2. Éduquer, c’est trier

On fabrique des sujets, au sein des systèmes d’éducation, et grâce à certaines des procédures qui les organisent, en gérant des flux, d’élèves, de jeunes en formation. Cette gestion consiste donc, en partie, et pour le dire simplement, à séparer certains enfants, et à en rapprocher d’autres, qui, dès lors, partageront les mêmes espaces, et y vivront des expériences similaires. On ordonne donc, on oriente, on évalue, on distingue, on établit des hiérarchies, et on produit ainsi des sujets, et du sujet ; on valorise des parcours plus que d’autres, on investit dans certains destins, on capitalise sur certains profils.

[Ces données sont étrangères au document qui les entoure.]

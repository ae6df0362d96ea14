// Driver-control mixing for a tank drive base
//
// Maps stick readings onto the left and right motor pairs. Values pass through
// unclamped; the motors saturate them.

use crate::config::QUICK_TURN_DEGREES;
use crate::hardware::{Axis, ControllerInput};

/// Power for the left and right motor pairs
#[derive(Debug, Clone, Copy, Default, PartialEq, Eq)]
pub struct SidePower {
    pub left: i32,
    pub right: i32,
}

impl SidePower {
    pub fn new(left: i32, right: i32) -> Self {
        Self { left, right }
    }

    /// Tank mixing from the controller's vertical axes
    pub fn tank_from(controller: &impl ControllerInput) -> Self {
        tank(controller.analog(Axis::LeftY), controller.analog(Axis::RightY))
    }

    /// Arcade mixing: left stick vertical drives, right stick horizontal steers
    pub fn arcade_from(controller: &impl ControllerInput) -> Self {
        arcade(controller.analog(Axis::LeftY), controller.analog(Axis::RightX))
    }
}

/// Left pair follows the left stick; the right pair is wired reversed
pub fn tank(left_y: i32, right_y: i32) -> SidePower {
    SidePower::new(left_y, right_y.saturating_neg())
}

pub fn arcade(vertical: i32, horizontal: i32) -> SidePower {
    SidePower::new(
        horizontal.saturating_sub(vertical),
        vertical.saturating_add(horizontal),
    )
}

// Quick turn speed profile
const QUICK_TURN_POWER: f64 = 25.0;
const QUICK_TURN_FINAL_POWER: f64 = 15.0;
const QUICK_TURN_SLOWDOWN: f64 = 0.6;

/// Which way a quick turn rotates, by sign of yaw
#[derive(Debug, Clone, Copy, PartialEq, Eq)]
pub enum TurnDirection {
    /// Increasing yaw
    Positive,
    /// Decreasing yaw
    Negative,
}

impl TurnDirection {
    pub fn sign(self) -> f64 {
        match self {
            TurnDirection::Positive => 1.0,
            TurnDirection::Negative => -1.0,
        }
    }
}

/// Rotation from `initial` to `current`, unwrapped by whole turns until it points along `direction`
///
/// A zero direction returns the plain difference.
pub fn rotation_difference(initial: f64, current: f64, direction: f64) -> f64 {
    let difference = current - initial;
    if !difference.is_finite() {
        return difference;
    }
    let direction = if direction == 0.0 { 0.0 } else { direction.signum() };
    let aligned = difference * direction;
    if aligned < 0.0 {
        aligned.rem_euclid(360.0) * direction
    } else {
        difference
    }
}

/// Motor power for a quick turn that has covered `turned` of `target` degrees
///
/// Full power until the last 60% of the turn, then a linear ramp down to the
/// final power as the remaining rotation reaches zero.
pub fn quick_turn_power(turned: f64, target: f64) -> f64 {
    let remaining = target - turned.abs();
    let window = target * QUICK_TURN_SLOWDOWN;
    let throttle = if remaining < window {
        (QUICK_TURN_POWER - QUICK_TURN_FINAL_POWER) / window * (window - remaining)
    } else {
        0.0
    };
    QUICK_TURN_POWER - throttle
}

/// A fixed-angle turn driven open loop from the gyro
#[derive(Debug, Clone, Copy, PartialEq)]
pub struct QuickTurn {
    direction: TurnDirection,
    start_yaw: f64,
    target: f64,
}

impl QuickTurn {
    pub fn new(direction: TurnDirection, start_yaw: f64) -> Self {
        Self::with_target(direction, start_yaw, QUICK_TURN_DEGREES)
    }

    pub fn with_target(direction: TurnDirection, start_yaw: f64, target: f64) -> Self {
        Self {
            direction,
            start_yaw,
            target,
        }
    }

    pub fn direction(&self) -> TurnDirection {
        self.direction
    }

    /// Power for all four motors, or `None` once the target rotation is covered
    pub fn power(&self, current_yaw: f64) -> Option<f64> {
        let sign = self.direction.sign();
        let turned = rotation_difference(self.start_yaw, current_yaw, sign);
        if turned.abs() < self.target {
            Some(quick_turn_power(turned, self.target) * sign)
        } else {
            None
        }
    }
}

Il existe de ce fait une rupture nette avec la période précédant les années 1980, où l’on cherchait – au moins dans les discours, mais ce n’est pas rien – à promouvoir le modèle d’une école, en partie démocratisée, capable, à travers la fréquentation d’une culture et l’acquisition d’un certain type de savoirs, d’offrir aux jeunes la possibilité, plus ou moins effective, plus ou moins importante, d’une forme d’ascension sociale et d’émancipation intellectuelle1. Désormais, chacun, semble-t-il, doit rester à sa place – selon que cette place est enviable ou non, il s’agira donc soit de la conserver, soit d’être empêché de la quitter, par un ensemble de mécanismes objectifs, mais qui touchent également aux subjectivations2. Le temps d’une École émancipatrice, c’est-à-dire capable d’offrir à tous l’opportunité de s’extraire de son milieu d’origine, est révolu. On ne bouge plus, pourrait-on dire ; ou plutôt, on ne bifurque pas. L’École ne libère plus (si elle l’a jamais fait), elle gère, et, dans la plupart des cas, elle renforce les positions, elle maintient en place. En imposant des « parcours » scolaires (qu’elle prétend pourtant de plus en plus confier à la responsabilité des parents, voire des élèves eux-mêmes, sans toutefois mettre en œuvre les conditions pratiques qui pourraient permettre à ceux-ci d’effectuer des choix déliés de toute contrainte), elle gouverne. Si les discours des promoteurs des politiques néolibérales vantent les mobilités, elles seront plutôt, on l’aura compris, capitalistiques que sociales.

Battaglia et A. Collas, « Classement PISA : La France championne des inégalités scolaires », Le Monde, 3 décembre 2013.

1 Il faudrait largement nuancer, et faire la part entre, d’un côté, les intentions et les discours, et de l’autre, la réalité des mécanismes sociaux et leurs conséquences. Pour cela, on renverra bien sûr à P. Bourdieu et J.-C. Passeron,

Les Héritiers. Les étudiants et la culture, Paris, Minuit, 1964, et, des mêmes auteurs, La Reproduction. Éléments pour une théorie du système d’enseignement, Paris, Minuit, 1970.

2 Pour une analyse sociologique de ce type de mécanismes, qui participent de la reproduction sociale, on peut bien sûr se référer au concept d’habitus bourdieusien, et à son idée de « causalité du probable ». Voir, pour cette dernière notion, P. Bourdieu, « Avenir de classe et causalité du probable », Revue française de sociologie, vol. 15, n°1, 1974, pp. 3-42. Pour la définition d’habitus, voir, par exemple, P. Bourdieu, Le Sens pratique, Paris, Minuit, 1980.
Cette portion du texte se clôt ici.